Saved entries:
--------------------------------

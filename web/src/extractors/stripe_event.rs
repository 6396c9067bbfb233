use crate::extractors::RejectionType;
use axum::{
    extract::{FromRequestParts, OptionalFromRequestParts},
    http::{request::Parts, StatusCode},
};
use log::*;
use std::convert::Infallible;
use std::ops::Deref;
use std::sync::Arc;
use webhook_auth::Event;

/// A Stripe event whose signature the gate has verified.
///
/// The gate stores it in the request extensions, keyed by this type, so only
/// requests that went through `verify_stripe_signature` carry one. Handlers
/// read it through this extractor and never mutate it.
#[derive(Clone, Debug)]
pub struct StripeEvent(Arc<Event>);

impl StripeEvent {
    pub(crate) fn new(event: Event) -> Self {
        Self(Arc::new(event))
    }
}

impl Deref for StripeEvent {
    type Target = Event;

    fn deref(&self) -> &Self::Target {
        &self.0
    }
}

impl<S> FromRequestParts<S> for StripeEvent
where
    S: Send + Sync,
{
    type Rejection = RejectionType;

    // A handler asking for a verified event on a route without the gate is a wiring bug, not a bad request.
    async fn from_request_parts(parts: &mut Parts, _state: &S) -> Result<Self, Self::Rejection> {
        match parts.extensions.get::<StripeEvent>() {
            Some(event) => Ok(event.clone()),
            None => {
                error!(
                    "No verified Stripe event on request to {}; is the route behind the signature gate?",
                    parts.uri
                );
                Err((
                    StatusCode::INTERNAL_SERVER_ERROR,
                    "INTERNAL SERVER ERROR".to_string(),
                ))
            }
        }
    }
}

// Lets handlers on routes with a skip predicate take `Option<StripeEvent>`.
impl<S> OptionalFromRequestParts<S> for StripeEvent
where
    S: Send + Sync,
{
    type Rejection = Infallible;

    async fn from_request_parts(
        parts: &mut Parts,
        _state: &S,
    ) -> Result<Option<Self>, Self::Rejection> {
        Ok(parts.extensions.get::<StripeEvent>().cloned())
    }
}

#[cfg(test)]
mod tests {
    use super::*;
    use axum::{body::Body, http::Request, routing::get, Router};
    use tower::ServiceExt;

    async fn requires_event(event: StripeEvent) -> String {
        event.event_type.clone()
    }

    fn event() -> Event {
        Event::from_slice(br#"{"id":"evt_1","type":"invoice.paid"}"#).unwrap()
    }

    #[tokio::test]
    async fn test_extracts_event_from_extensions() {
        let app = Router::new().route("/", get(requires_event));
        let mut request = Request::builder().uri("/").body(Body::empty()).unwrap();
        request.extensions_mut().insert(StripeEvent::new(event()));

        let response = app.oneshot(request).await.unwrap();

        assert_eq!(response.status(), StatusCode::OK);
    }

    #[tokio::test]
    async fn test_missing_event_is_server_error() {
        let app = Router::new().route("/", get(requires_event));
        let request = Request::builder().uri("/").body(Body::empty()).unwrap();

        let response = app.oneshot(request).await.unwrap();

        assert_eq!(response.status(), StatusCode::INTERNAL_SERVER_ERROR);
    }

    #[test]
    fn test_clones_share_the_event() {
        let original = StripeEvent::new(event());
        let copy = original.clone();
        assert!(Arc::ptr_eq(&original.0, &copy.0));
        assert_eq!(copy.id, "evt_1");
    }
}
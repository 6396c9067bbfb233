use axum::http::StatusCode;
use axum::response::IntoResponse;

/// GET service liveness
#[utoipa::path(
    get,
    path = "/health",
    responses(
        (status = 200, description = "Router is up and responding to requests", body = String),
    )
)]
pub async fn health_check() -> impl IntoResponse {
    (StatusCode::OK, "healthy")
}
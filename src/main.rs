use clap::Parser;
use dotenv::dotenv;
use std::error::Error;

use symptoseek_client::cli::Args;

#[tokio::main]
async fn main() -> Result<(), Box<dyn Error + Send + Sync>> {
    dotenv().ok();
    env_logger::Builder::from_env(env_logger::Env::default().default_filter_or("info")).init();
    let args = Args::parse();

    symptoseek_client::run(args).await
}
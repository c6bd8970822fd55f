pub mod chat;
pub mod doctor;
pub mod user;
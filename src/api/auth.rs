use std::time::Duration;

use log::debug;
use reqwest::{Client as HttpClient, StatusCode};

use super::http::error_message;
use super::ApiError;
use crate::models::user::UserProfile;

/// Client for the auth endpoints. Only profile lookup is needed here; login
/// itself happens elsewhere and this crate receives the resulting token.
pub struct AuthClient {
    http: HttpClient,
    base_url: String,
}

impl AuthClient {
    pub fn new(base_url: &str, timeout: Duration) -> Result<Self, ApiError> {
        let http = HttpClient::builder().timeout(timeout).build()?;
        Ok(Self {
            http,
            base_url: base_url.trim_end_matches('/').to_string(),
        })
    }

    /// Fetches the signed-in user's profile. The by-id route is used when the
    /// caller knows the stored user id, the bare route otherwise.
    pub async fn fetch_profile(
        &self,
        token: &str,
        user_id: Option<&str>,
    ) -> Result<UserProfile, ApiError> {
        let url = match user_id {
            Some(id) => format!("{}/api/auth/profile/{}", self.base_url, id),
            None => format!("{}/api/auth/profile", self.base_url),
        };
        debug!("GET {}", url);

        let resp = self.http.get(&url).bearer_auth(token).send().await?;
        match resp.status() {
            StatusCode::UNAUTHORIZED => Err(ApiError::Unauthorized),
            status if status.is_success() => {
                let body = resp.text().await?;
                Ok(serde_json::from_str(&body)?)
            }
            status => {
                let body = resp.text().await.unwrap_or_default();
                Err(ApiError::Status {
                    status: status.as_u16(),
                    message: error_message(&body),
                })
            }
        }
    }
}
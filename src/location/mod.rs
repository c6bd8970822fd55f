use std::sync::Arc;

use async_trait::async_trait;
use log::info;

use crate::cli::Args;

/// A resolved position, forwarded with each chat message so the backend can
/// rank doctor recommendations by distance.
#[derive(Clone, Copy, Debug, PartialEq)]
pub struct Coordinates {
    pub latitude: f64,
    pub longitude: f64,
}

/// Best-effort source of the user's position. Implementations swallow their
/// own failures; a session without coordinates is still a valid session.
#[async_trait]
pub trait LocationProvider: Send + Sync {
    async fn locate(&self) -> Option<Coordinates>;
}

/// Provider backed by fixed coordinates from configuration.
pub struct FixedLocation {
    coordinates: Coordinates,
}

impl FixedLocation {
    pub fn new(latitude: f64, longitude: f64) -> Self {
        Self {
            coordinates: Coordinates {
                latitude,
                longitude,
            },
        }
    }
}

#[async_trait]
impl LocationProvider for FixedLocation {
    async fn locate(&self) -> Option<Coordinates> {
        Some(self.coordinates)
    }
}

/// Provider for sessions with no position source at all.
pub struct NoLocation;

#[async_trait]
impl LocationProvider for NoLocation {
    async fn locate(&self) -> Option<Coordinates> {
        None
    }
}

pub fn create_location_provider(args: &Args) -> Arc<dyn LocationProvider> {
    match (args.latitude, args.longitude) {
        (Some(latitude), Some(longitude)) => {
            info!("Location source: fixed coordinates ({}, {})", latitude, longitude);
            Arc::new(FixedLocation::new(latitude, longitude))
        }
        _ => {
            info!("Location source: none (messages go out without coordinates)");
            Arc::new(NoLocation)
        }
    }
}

--------------------------------

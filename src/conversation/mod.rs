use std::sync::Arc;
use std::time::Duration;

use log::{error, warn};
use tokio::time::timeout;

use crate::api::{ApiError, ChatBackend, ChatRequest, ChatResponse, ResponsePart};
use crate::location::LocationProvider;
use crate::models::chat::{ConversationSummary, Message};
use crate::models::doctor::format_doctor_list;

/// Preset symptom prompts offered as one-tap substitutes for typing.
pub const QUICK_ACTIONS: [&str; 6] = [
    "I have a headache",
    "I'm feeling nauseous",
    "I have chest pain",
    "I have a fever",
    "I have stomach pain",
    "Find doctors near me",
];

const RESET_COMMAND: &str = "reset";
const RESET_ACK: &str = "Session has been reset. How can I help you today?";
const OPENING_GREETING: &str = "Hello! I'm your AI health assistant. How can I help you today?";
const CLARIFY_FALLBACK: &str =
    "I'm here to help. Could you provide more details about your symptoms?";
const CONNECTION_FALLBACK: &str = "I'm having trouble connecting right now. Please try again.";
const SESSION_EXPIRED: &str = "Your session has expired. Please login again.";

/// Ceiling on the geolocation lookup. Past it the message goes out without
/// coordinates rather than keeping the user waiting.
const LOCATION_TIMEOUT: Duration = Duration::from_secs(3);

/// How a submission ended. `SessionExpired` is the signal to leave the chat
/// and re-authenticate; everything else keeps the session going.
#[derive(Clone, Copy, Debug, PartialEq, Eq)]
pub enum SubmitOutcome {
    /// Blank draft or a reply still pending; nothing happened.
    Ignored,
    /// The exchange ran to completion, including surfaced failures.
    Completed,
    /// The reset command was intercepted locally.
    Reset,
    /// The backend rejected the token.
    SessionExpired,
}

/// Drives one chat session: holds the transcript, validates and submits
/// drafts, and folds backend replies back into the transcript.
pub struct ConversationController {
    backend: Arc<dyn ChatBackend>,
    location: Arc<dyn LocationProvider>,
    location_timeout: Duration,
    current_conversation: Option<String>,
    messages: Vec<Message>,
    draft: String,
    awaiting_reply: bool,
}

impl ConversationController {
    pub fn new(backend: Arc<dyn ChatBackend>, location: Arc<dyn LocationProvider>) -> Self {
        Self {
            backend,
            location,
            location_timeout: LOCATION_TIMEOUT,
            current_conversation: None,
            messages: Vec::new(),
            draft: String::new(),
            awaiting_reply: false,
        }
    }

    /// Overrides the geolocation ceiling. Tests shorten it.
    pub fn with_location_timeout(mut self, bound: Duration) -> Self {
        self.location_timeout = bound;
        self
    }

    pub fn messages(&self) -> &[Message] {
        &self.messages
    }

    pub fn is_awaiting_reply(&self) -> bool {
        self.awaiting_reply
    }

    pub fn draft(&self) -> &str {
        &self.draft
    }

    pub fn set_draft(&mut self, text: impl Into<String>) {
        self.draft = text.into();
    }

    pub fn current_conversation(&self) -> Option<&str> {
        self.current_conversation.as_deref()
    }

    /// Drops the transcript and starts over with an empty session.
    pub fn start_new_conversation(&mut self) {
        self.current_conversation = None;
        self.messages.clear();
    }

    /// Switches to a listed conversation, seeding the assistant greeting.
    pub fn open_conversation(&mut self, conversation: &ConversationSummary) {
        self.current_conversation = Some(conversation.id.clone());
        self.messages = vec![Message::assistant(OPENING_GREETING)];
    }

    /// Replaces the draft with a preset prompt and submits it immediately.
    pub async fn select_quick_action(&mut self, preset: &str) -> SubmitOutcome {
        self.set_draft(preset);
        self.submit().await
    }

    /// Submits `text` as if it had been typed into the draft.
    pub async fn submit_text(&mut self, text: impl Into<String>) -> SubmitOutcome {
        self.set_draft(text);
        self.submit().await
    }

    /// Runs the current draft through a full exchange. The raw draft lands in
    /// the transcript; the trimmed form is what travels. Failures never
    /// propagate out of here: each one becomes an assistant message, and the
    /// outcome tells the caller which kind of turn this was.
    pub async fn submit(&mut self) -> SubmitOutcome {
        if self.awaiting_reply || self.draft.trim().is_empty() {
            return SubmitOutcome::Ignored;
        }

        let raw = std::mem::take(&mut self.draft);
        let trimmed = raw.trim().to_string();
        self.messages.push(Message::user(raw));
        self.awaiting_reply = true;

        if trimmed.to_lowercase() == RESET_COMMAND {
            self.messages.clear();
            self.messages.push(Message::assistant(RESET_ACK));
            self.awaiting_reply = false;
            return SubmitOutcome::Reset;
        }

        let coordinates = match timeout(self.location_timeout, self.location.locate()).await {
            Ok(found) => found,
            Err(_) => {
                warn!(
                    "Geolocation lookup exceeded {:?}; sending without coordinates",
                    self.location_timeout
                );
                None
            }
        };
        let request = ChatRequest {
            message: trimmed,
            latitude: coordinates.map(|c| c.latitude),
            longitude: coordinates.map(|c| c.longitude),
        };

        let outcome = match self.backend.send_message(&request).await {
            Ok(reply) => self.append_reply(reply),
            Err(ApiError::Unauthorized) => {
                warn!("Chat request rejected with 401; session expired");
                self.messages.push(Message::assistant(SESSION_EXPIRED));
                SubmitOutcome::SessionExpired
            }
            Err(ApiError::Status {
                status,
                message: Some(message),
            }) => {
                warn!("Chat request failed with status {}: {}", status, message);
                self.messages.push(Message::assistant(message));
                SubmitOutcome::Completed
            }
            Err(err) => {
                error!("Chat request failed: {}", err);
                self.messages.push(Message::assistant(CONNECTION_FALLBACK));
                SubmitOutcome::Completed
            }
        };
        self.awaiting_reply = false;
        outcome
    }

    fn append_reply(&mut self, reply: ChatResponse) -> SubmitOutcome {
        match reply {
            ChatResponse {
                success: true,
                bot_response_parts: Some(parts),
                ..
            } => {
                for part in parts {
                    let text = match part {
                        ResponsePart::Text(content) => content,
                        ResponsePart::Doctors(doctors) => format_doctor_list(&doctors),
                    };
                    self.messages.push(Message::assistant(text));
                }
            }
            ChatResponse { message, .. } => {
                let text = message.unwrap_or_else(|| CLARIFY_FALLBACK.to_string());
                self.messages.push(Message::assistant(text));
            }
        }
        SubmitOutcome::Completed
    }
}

--------------------------------

#### [Your objective]
Write out each line above containing "doctors".

#### [Solution]
    "Find doctors near me",
                        ResponsePart::Doctors(doctors) => format_doctor_list(&doctors),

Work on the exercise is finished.